# Does this damn intense vision go away!!?



## HopingCat36 (Jun 17, 2017)

Does this intense vision go away? It's so horrible! Makes me feel I am in a dream 24/7!!!!!


----------



## allison84 (May 4, 2016)

Yes it does go away 
Well it does for me , i still get weird vision when dr dp gets worse , which is when im super anxious or emotional .
The weird vision was my 1st symptom to go .hang in there .
I read that the vision goes like that because of the flight or fight response , so if your say running in the bush from Say a killer , your vision goes weird from the pupils becoming larger , it helps us escape. When it happens to me it's like my central vision becomes better , ect you can then see in front of you like a scanner haha well this is what ive read .
But you will be fine its all part of tgis crazy dissociation


----------



## HopingCat36 (Jun 17, 2017)

allison84 said:


> Yes it does go away
> Well it does for me , i still get weird vision when dr dp gets worse , which is when im super anxious or emotional .
> The weird vision was my 1st symptom to go .hang in there .
> I read that the vision goes like that because of the flight or fight response , so if your say running in the bush from Say a killer , your vision goes weird from the pupils becoming larger , it helps us escape. When it happens to me it's like my central vision becomes better , ect you can then see in front of you like a scanner haha well this is what ive read .
> But you will be fine its all part of tgis crazy dissociation


I have this intense dream vision ever single day 24/7 for 6 months. Is that still "normal"?


----------



## allison84 (May 4, 2016)

With dissociation nothing suprises me anymore with the bizzareness of the many symptoms ive experenced. 
I do think its completely normal , i have 24/7 chroinc no sense of self, so if you look at it some people have different symptoms and some are more in your face so to speak. 
Your dream vision is 24/7 , I had it 24/7 in the very begining i put it down to the fact that my anxiety was though the roof because at that point i didnt know it was dp dr , so my anxiety was insane at the start. 
Makes sense you have it chroinc because you are so anxious you will find if your anxiety calms down it will lower and go .


----------



## allison84 (May 4, 2016)

Also it probably doesn't make any difference but one of the most commen symptoms is strange vision/ dream like state .
You have been so freaked out ever since you started have the out a body feelings, so you are so very super anxious and that's why your vision is dream like or odd ect .


----------



## eddy1886 (Oct 11, 2012)

When we are DPed and extremely anxious all our senses become heightened....Vision, hearing, sense of smell, taste buds and touching and feeling things all feel odd and almost as if they are extra sensitive....We are basically in a constant alert mode because we are frightened...

Its all very normal for DP and anxiety and settles down in time....


----------



## HopingCat36 (Jun 17, 2017)

eddy1886 said:


> When we are DPed and extremely anxious all our senses become heightened....Vision, hearing, sense of smell, taste buds and touching and feeling things all feel odd and almost as if they are extra sensitive....We are basically in a constant alert mode because we are frightened...
> 
> Its all very normal for DP and anxiety and settles down in time....

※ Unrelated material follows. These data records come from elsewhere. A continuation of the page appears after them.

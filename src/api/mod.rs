//! API handlers for Book Hive REST endpoints

pub mod admin;
pub mod catalog;
pub mod events;
pub mod functions;
pub mod health;
pub mod openapi;

use std::{convert::Infallible, net::SocketAddr};

use axum::{
    async_trait,
    extract::{ConnectInfo, FromRequestParts},
    http::{header::USER_AGENT, request::Parts},
};
use axum_extra::{
    headers::{authorization::Bearer, Authorization},
    TypedHeader,
};
use serde::Serialize;
use utoipa::ToSchema;

use crate::{
    error::AppError,
    models::{activity::RequestMeta, admin::AdminClaims},
    AppState,
};

/// Extractor for an administrator session (bearer JWT, not revoked)
pub struct AuthenticatedAdmin(pub AdminClaims);

#[async_trait]
impl FromRequestParts<AppState> for AuthenticatedAdmin {
    type Rejection = AppError;

    async fn from_request_parts(parts: &mut Parts, state: &AppState) -> Result<Self, Self::Rejection> {
        let TypedHeader(Authorization(bearer)) =
            TypedHeader::<Authorization<Bearer>>::from_request_parts(parts, state)
                .await
                .map_err(|_| AppError::Authentication("Missing or invalid authorization header".to_string()))?;

        let claims = state.services.auth.verify(bearer.token()).await?;
        Ok(AuthenticatedAdmin(claims))
    }
}

#[async_trait]
impl<S> FromRequestParts<S> for RequestMeta
where
    S: Send + Sync,
{
    type Rejection = Infallible;

    async fn from_request_parts(parts: &mut Parts, _state: &S) -> Result<Self, Self::Rejection> {
        let header = |name: &str| {
            parts
                .headers
                .get(name)
                .and_then(|value| value.to_str().ok())
                .map(str::trim)
                .filter(|value| !value.is_empty())
                .map(str::to_string)
        };

        let forwarded = header("x-forwarded-for")
            .and_then(|list| list.split(',').next().map(|ip| ip.trim().to_string()));
        let ip_address = forwarded.or_else(|| header("x-real-ip")).or_else(|| {
            parts
                .extensions
                .get::<ConnectInfo<SocketAddr>>()
                .map(|ConnectInfo(addr)| addr.ip().to_string())
        });

        Ok(RequestMeta {
            ip_address,
            user_agent: header(USER_AGENT.as_str()),
        })
    }
}

/// Paginated response wrapper
#[derive(Serialize, ToSchema)]
pub struct PaginatedResponse<T>
where
    T: for<'a> ToSchema<'a>,
{
    /// List of items
    pub items: Vec<T>,
    /// Total number of items
    pub total: i64,
    /// Current page number
    pub page: i64,
    /// Items per page
    pub per_page: i64,
}

impl<T> PaginatedResponse<T>
where
    T: for<'a> ToSchema<'a>,
{
    pub fn new(items: Vec<T>, total: i64, page: Option<i64>, per_page: Option<i64>, default_per_page: i64) -> Self {
        Self {
            items,
            total,
            page: page.unwrap_or(1).max(1),
            per_page: per_page.unwrap_or(default_per_page).clamp(1, 200),
        }
    }
}

/// The acting administrator: an explicit address when given, else the token subject
pub(crate) fn actor_name(claims: &AdminClaims, admin_email: Option<&str>) -> String {
    admin_email
        .map(str::trim)
        .filter(|email| !email.is_empty())
        .unwrap_or(&claims.sub)
        .to_string()
}

#[cfg(test)]
mod tests {
    use super::*;
    use axum::http::Request;

    async fn meta_for(request: Request<()>) -> RequestMeta {
        let (mut parts, _) = request.into_parts();
        RequestMeta::from_request_parts(&mut parts, &()).await.unwrap()
    }

    #[tokio::test]
    async fn test_request_meta_prefers_forwarded_for() {
        let request = Request::builder()
            .header("x-forwarded-for", "203.0.113.7, 10.0.0.1")
            .header("user-agent", "curl/8.0")
            .body(())
            .unwrap();

        let meta = meta_for(request).await;
        assert_eq!(meta.ip_address.as_deref(), Some("203.0.113.7"));
        assert_eq!(meta.user_agent.as_deref(), Some("curl/8.0"));
    }

    #[tokio::test]
    async fn test_request_meta_without_headers() {
        let meta = meta_for(Request::builder().body(()).unwrap()).await;
        assert!(meta.ip_address.is_none());
        assert!(meta.user_agent.is_none());
    }

    #[test]
    fn test_actor_name() {
        let claims = AdminClaims::new("admin", 1);
        assert_eq!(actor_name(&claims, None), "admin");
        assert_eq!(actor_name(&claims, Some("  ")), "admin");
        assert_eq!(actor_name(&claims, Some("lib@example.org")), "lib@example.org");
    }
}
//! Book Hive Server - school library lending service

use std::{net::SocketAddr, sync::Arc, time::Duration};

use anyhow::Context;
use axum::{
    extract::DefaultBodyLimit,
    routing::{get, post, put},
    Router,
};
use sqlx::postgres::PgPoolOptions;
use tower_governor::{
    governor::GovernorConfigBuilder, key_extractor::SmartIpKeyExtractor, GovernorLayer,
};
use tower_http::{
    compression::CompressionLayer,
    cors::{Any, CorsLayer},
    trace::TraceLayer,
};
use tracing_appender::non_blocking::WorkerGuard;
use tracing_subscriber::{layer::SubscriberExt, util::SubscriberInitExt, EnvFilter};

use book_hive_server::{
    api,
    config::{AppConfig, LoggingConfig},
    repository::Repository,
    scheduler::CronScheduler,
    services::{redis::RedisService, Services},
    AppState,
};

const BULK_IMPORT_BODY_LIMIT: usize = 10 * 1024 * 1024;

#[tokio::main]
async fn main() -> anyhow::Result<()> {
    // Load environment variables from .env file
    dotenvy::dotenv().ok();

    let config = AppConfig::load().context("Failed to load configuration")?;

    // Keep the guard alive so buffered file logs are flushed on exit
    let _log_guard = init_tracing(&config.logging)?;

    tracing::info!("Starting Book Hive Server v{}", env!("CARGO_PKG_VERSION"));

    let pool = PgPoolOptions::new()
        .max_connections(config.database.max_connections)
        .min_connections(config.database.min_connections)
        .acquire_timeout(Duration::from_secs(config.database.acquire_timeout_secs))
        .connect(&config.database.url)
        .await
        .context("Failed to connect to database")?;

    tracing::info!("Connected to database");

    sqlx::migrate!("./migrations")
        .run(&pool)
        .await
        .context("Failed to run database migrations")?;

    tracing::info!("Database migrations completed");

    let redis_service = RedisService::new(&config.redis.url)
        .await
        .context("Failed to connect to Redis")?;

    tracing::info!("Connected to Redis");

    let repository = Repository::new(pool);
    let services = Arc::new(Services::new(repository, &config, redis_service));

    services
        .auth
        .bootstrap()
        .await
        .context("Failed to provision the admin password")?;

    let mut scheduler = if config.scheduler.enabled {
        let scheduler = CronScheduler::new(Arc::clone(&services), config.scheduler.clone()).await?;
        scheduler.register_tasks().await?;
        scheduler.start().await?;
        Some(scheduler)
    } else {
        tracing::info!("Scheduler disabled; overdue sweep runs only on demand");
        None
    };

    let addr = SocketAddr::new(
        config.server.host.parse().context("Invalid host address")?,
        config.server.port,
    );

    let state = AppState {
        config: Arc::new(config),
        services,
    };

    let app = create_router(state)?;

    tracing::info!("Server listening on http://{}", addr);

    let listener = tokio::net::TcpListener::bind(addr).await?;
    axum::serve(listener, app.into_make_service_with_connect_info::<SocketAddr>())
        .with_graceful_shutdown(shutdown_signal())
        .await?;

    if let Some(scheduler) = scheduler.as_mut() {
        scheduler.shutdown().await?;
    }

    tracing::info!("Server stopped");
    Ok(())
}

/// Install the global subscriber; returns the file writer guard when file logging is on
fn init_tracing(config: &LoggingConfig) -> anyhow::Result<Option<WorkerGuard>> {
    let filter = EnvFilter::try_from_default_env()
        .unwrap_or_else(|_| format!("book_hive_server={},tower_http=debug", config.level).into());

    let (file_layer, guard) = match config.directory.as_deref() {
        Some(directory) => {
            let appender = tracing_appender::rolling::daily(directory, "book-hive.log");
            let (writer, guard) = tracing_appender::non_blocking(appender);
            let layer = tracing_subscriber::fmt::layer()
                .with_ansi(false)
                .with_writer(writer);
            (Some(layer), Some(guard))
        }
        None => (None, None),
    };

    let registry = tracing_subscriber::registry().with(filter).with(file_layer);

    match config.format.as_str() {
        "json" => registry.with(tracing_subscriber::fmt::layer().json()).init(),
        "journald" => registry
            .with(tracing_journald::layer().context("Failed to connect to journald")?)
            .init(),
        _ => registry.with(tracing_subscriber::fmt::layer().pretty()).init(),
    }

    Ok(guard)
}

/// Create the application router with all routes
fn create_router(state: AppState) -> anyhow::Result<Router> {
    let cors = CorsLayer::new()
        .allow_origin(Any)
        .allow_methods(Any)
        .allow_headers(Any);

    // Per-client token bucket on the password check
    let auth = &state.config.auth;
    let login_limit = GovernorConfigBuilder::default()
        .key_extractor(SmartIpKeyExtractor)
        .per_second(auth.login_replenish_seconds)
        .burst_size(auth.login_burst_size)
        .finish()
        .context("Invalid login rate limit configuration")?;

    let login = Router::new()
        .route(
            "/functions/admin-check-password",
            post(api::functions::admin_check_password),
        )
        .layer(GovernorLayer {
            config: Arc::new(login_limit),
        });

    let api_v1 = Router::new()
        // Health check
        .route("/health", get(api::health::health_check))
        .route("/ready", get(api::health::readiness_check))
        // Administrative functions
        .route("/functions/admin-manage-book", post(api::functions::admin_manage_book))
        .route("/functions/admin-manage-copy", post(api::functions::admin_manage_copy))
        .route(
            "/functions/process-borrow-request",
            post(api::functions::process_borrow_request),
        )
        .route("/functions/admin-manage-loan", post(api::functions::admin_manage_loan))
        .route(
            "/functions/bulk-import-books",
            post(api::functions::bulk_import_books).layer(DefaultBodyLimit::max(BULK_IMPORT_BODY_LIMIT)),
        )
        .route(
            "/functions/daily-overdue-check",
            post(api::functions::daily_overdue_check),
        )
        .route("/functions/send-email", post(api::functions::send_email))
        // Catalog
        .route("/books", get(api::catalog::list_books))
        .route("/books/:id", get(api::catalog::get_book))
        .route("/categories", get(api::catalog::list_categories))
        .route("/levels", get(api::catalog::list_levels))
        // Borrow requests
        .route(
            "/borrow-requests",
            get(api::admin::list_borrow_requests).post(api::catalog::submit_borrow_request),
        )
        .route("/borrow-requests/:id", get(api::admin::get_borrow_request))
        .route("/borrow-requests/:id/notes", put(api::admin::update_request_notes))
        // Loans
        .route("/loans", get(api::admin::list_loans))
        .route("/loans/overdue", get(api::admin::list_overdue_loans))
        .route("/loans/:id", get(api::admin::get_loan))
        // Administration
        .route("/notifications", get(api::admin::list_notifications))
        .route("/activity", get(api::admin::list_activity))
        .route("/stats", get(api::admin::get_stats))
        .route("/admin/logout", post(api::admin::logout))
        // Change feed
        .route("/events", get(api::events::stream_events))
        .merge(login)
        .with_state(state);

    let openapi = api::openapi::create_openapi_router();

    Ok(Router::new()
        .nest("/api/v1", api_v1)
        .merge(openapi)
        .layer(TraceLayer::new_for_http())
        .layer(CompressionLayer::new())
        .layer(cors))
}

async fn shutdown_signal() {
    let ctrl_c = async {
        if let Err(e) = tokio::signal::ctrl_c().await {
            tracing::error!("Failed to install Ctrl+C handler: {}", e);
        }
    };

    #[cfg(unix)]
    let terminate = async {
        match tokio::signal::unix::signal(tokio::signal::unix::SignalKind::terminate()) {
            Ok(mut signal) => {
                signal.recv().await;
            }
            Err(e) => tracing::error!("Failed to install SIGTERM handler: {}", e),
        }
    };

    #[cfg(not(unix))]
    let terminate = std::future::pending::<()>();

    tokio::select! {
        _ = ctrl_c => {},
        _ = terminate => {},
    }

    tracing::info!("Shutdown signal received");
}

Ugh.... but is still "normal" that I had it for 6 months 24/7?


----------



## Phantasm (Jul 16, 2017)

HopingCat36 said:


> Ugh.... but is still "normal" that I had it for 6 months 24/7?

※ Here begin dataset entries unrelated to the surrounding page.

//! In-process change feed keyed by entity kind

use std::str::FromStr;

use serde::{Deserialize, Serialize};
use tokio::sync::broadcast;
use utoipa::ToSchema;
use uuid::Uuid;

const CHANNEL_CAPACITY: usize = 256;

/// Kinds of entity a subscriber can follow
#[derive(Debug, Clone, Copy, PartialEq, Eq, Hash, Serialize, Deserialize, ToSchema)]
#[serde(rename_all = "snake_case")]
pub enum EntityKind {
    Books,
    Copies,
    BorrowRequests,
    Loans,
}

impl EntityKind {
    pub const ALL: [EntityKind; 4] = [
        EntityKind::Books,
        EntityKind::Copies,
        EntityKind::BorrowRequests,
        EntityKind::Loans,
    ];

    pub fn as_str(&self) -> &'static str {
        match self {
            EntityKind::Books => "books",
            EntityKind::Copies => "copies",
            EntityKind::BorrowRequests => "borrow_requests",
            EntityKind::Loans => "loans",
        }
    }
}

impl FromStr for EntityKind {
    type Err = String;

    fn from_str(s: &str) -> Result<Self, Self::Err> {
        EntityKind::ALL
            .into_iter()
            .find(|kind| kind.as_str() == s.trim())
            .ok_or_else(|| format!("Unknown entity kind: {}", s))
    }
}

#[derive(Debug, Clone, Copy, PartialEq, Eq, Serialize, Deserialize, ToSchema)]
#[serde(rename_all = "lowercase")]
pub enum ChangeAction {
    Insert,
    Update,
    Delete,
}

/// One committed mutation
#[derive(Debug, Clone, PartialEq, Eq, Serialize, Deserialize, ToSchema)]
pub struct ChangeEvent {
    pub entity: EntityKind,
    pub action: ChangeAction,
    pub id: Uuid,
}

/// Single dispatcher for all entity changes
#[derive(Clone)]
pub struct ChangeFeed {
    sender: broadcast::Sender<ChangeEvent>,
}

impl Default for ChangeFeed {
    fn default() -> Self {
        Self::new()
    }
}

impl ChangeFeed {
    pub fn new() -> Self {
        let (sender, _) = broadcast::channel(CHANNEL_CAPACITY);
        Self { sender }
    }

    /// Publish a change. Having no subscriber is not an error.
    pub fn publish(&self, entity: EntityKind, action: ChangeAction, id: Uuid) {
        let event = ChangeEvent { entity, action, id };
        if self.sender.send(event).is_err() {
            tracing::trace!(entity = entity.as_str(), "No change feed subscribers");
        }
    }

    pub fn subscribe(&self) -> broadcast::Receiver<ChangeEvent> {
        self.sender.subscribe()
    }
}

/// Parse a comma-separated list of entity kinds; empty means all
pub fn parse_kinds(list: Option<&str>) -> Result<Vec<EntityKind>, String> {
    match list.map(str::trim).filter(|s| !s.is_empty()) {
        None => Ok(EntityKind::ALL.to_vec()),
        Some(list) => list.split(',').map(EntityKind::from_str).collect(),
    }
}

#[cfg(test)]
mod tests {
    use super::*;

    #[test]
    fn test_parse_kinds() {
        assert_eq!(parse_kinds(None).unwrap().len(), 4);
        assert_eq!(parse_kinds(Some("")).unwrap().len(), 4);
        assert_eq!(
            parse_kinds(Some("loans, copies")).unwrap(),
            vec![EntityKind::Loans, EntityKind::Copies]
        );
        assert!(parse_kinds(Some("loans,patrons")).is_err());
    }

    #[tokio::test]
    async fn test_subscribers_receive_published_events() {
        let feed = ChangeFeed::new();
        let mut rx = feed.subscribe();
        let id = Uuid::new_v4();

        feed.publish(EntityKind::Loans, ChangeAction::Update, id);

        let event = rx.recv().await.unwrap();
        assert_eq!(event.entity, EntityKind::Loans);
        assert_eq!(event.action, ChangeAction::Update);
        assert_eq!(event.id, id);
    }

    #[test]
    fn test_publish_without_subscribers_is_fine() {
        ChangeFeed::new().publish(EntityKind::Books, ChangeAction::Delete, Uuid::new_v4());
    }
}
//! Data models for Book Hive

/// Implements string conversions and SQLx TEXT mapping for a status enum.
///
/// Statuses are stored as lowercase TEXT columns guarded by CHECK constraints.
macro_rules! text_enum {
    ($name:ident { $($variant:ident => $text:literal),+ $(,)? }) => {
        impl $name {
            pub fn as_str(&self) -> &'static str {
                match self {
                    $($name::$variant => $text,)+
                }
            }
        }

        impl std::fmt::Display for $name {
            fn fmt(&self, f: &mut std::fmt::Formatter<'_>) -> std::fmt::Result {
                write!(f, "{}", self.as_str())
            }
        }

        impl std::str::FromStr for $name {
            type Err = String;

            fn from_str(s: &str) -> Result<Self, Self::Err> {
                match s.to_lowercase().as_str() {
                    $($text => Ok($name::$variant),)+
                    _ => Err(format!("Invalid {}: {}", stringify!($name), s)),
                }
            }
        }

        impl sqlx::Type<sqlx::Postgres> for $name {
            fn type_info() -> sqlx::postgres::PgTypeInfo {
                <String as sqlx::Type<sqlx::Postgres>>::type_info()
            }

            fn compatible(ty: &sqlx::postgres::PgTypeInfo) -> bool {
                <String as sqlx::Type<sqlx::Postgres>>::compatible(ty)
            }
        }

        impl<'r> sqlx::Decode<'r, sqlx::Postgres> for $name {
            fn decode(
                value: sqlx::postgres::PgValueRef<'r>,
            ) -> Result<Self, sqlx::error::BoxDynError> {
                let s: String = sqlx::Decode::<sqlx::Postgres>::decode(value)?;
                s.parse().map_err(|e: String| e.into())
            }
        }

        impl sqlx::Encode<'_, sqlx::Postgres> for $name {
            fn encode_by_ref(
                &self,
                buf: &mut sqlx::postgres::PgArgumentBuffer,
            ) -> sqlx::encode::IsNull {
                <&str as sqlx::Encode<sqlx::Postgres>>::encode(self.as_str(), buf)
            }
        }
    };
}

pub(crate) use text_enum;

pub mod activity;
pub mod admin;
pub mod book;
pub mod borrow_request;
pub mod copy;
pub mod loan;
pub mod notification;

// Re-export commonly used types
pub use activity::{ActivityEntry, NewActivity};
pub use admin::AdminClaims;
pub use book::{Book, BookAvailability, BookData, BookSummary};
pub use borrow_request::{BorrowRequest, RequestStatus, RequestedItem};
pub use copy::{BookCopy, CopyStatus};
pub use loan::{Loan, LoanStatus};
pub use notification::{NotificationStatus, QueuedNotification};
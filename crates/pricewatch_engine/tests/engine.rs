use std::sync::Arc;
use std::time::Duration;

use pricewatch_engine::{
    EngineEvent, EngineHandle, FetchError, ScheduleClient, ScheduleResponse, TaskRequest,
};

/// Answers every request after `delay` with the task name echoed in `state`.
struct FakeClient {
    delay: Duration,
}

#[async_trait::async_trait]
impl ScheduleClient for FakeClient {
    async fn fetch_schedule(&self, task: &TaskRequest) -> Result<ScheduleResponse, FetchError> {
        let delay = if task.task_key.starts_with("slow") {
            self.delay
        } else {
            Duration::ZERO
        };
        tokio::time::sleep(delay).await;
        Ok(ScheduleResponse {
            state: Some(task.task_name.clone()),
            ..ScheduleResponse::default()
        })
    }
}

fn task(key: &str) -> TaskRequest {
    TaskRequest {
        task_name: "SUCCESS".to_string(),
        task_key: key.to_string(),
    }
}

fn spawn_engine() -> (EngineHandle, pricewatch_engine::EngineEvents) {
    EngineHandle::with_client(Arc::new(FakeClient {
        delay: Duration::from_millis(300),
    }))
    .expect("engine")
}

fn fetched_id(event: Option<EngineEvent>) -> Option<u64> {
    match event {
        Some(EngineEvent::ScheduleFetched { request_id, .. }) => Some(request_id),
        _ => None,
    }
}

#[test]
fn fetch_reports_result_with_its_request_id() {
    let (engine, events) = spawn_engine();
    engine.fetch(7, task("fast"));

    match events.recv_timeout(Duration::from_secs(2)) {
        Some(EngineEvent::ScheduleFetched { request_id, result }) => {
            assert_eq!(request_id, 7);
            assert_eq!(result.unwrap().state.as_deref(), Some("SUCCESS"));
        }
        other => panic!("unexpected event {other:?}"),
    }
    engine.shutdown();
}

#[test]
fn cancelled_request_reports_nothing() {
    let (engine, events) = spawn_engine();
    engine.fetch(1, task("slow"));
    engine.cancel(1);

    assert_eq!(events.recv_timeout(Duration::from_millis(600)), None);
    engine.shutdown();
}

#[test]
fn cancelling_another_id_leaves_the_request_running() {
    let (engine, events) = spawn_engine();
    engine.fetch(1, task("slow"));
    engine.cancel(99);

    assert_eq!(fetched_id(events.recv_timeout(Duration::from_secs(2))), Some(1));
    engine.shutdown();
}

#[test]
fn new_fetch_supersedes_the_one_in_flight() {
    let (engine, events) = spawn_engine();
    engine.fetch(1, task("slow"));
    engine.fetch(2, task("fast"));

    assert_eq!(fetched_id(events.recv_timeout(Duration::from_secs(2))), Some(2));
    assert_eq!(events.recv_timeout(Duration::from_millis(600)), None);
    engine.shutdown();
}

#[test]
fn timer_ticks_until_stopped() {
    let (engine, events) = spawn_engine();
    engine.start_timer(Duration::from_millis(40));

    assert_eq!(
        events.recv_timeout(Duration::from_secs(2)),
        Some(EngineEvent::TimerFired)
    );

    engine.stop_timer();
    std::thread::sleep(Duration::from_millis(100));
    while events.try_recv().is_some() {}
    assert_eq!(events.recv_timeout(Duration::from_millis(200)), None);
    engine.shutdown();
}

It depends on how you interpret your symptoms.



allison84 said:


> With dissociation nothing suprises me anymore with the bizzareness of the many symptoms ive experenced.
> 
> I had it 24/7 in the very begining i put it down to the fact that my anxiety was though the roof because at that point i didnt know it was dp dr , so my anxiety was insane at the start.
> 
> Makes sense you have it chroinc because you are so anxious you will find if your anxiety calms down it will lower and go .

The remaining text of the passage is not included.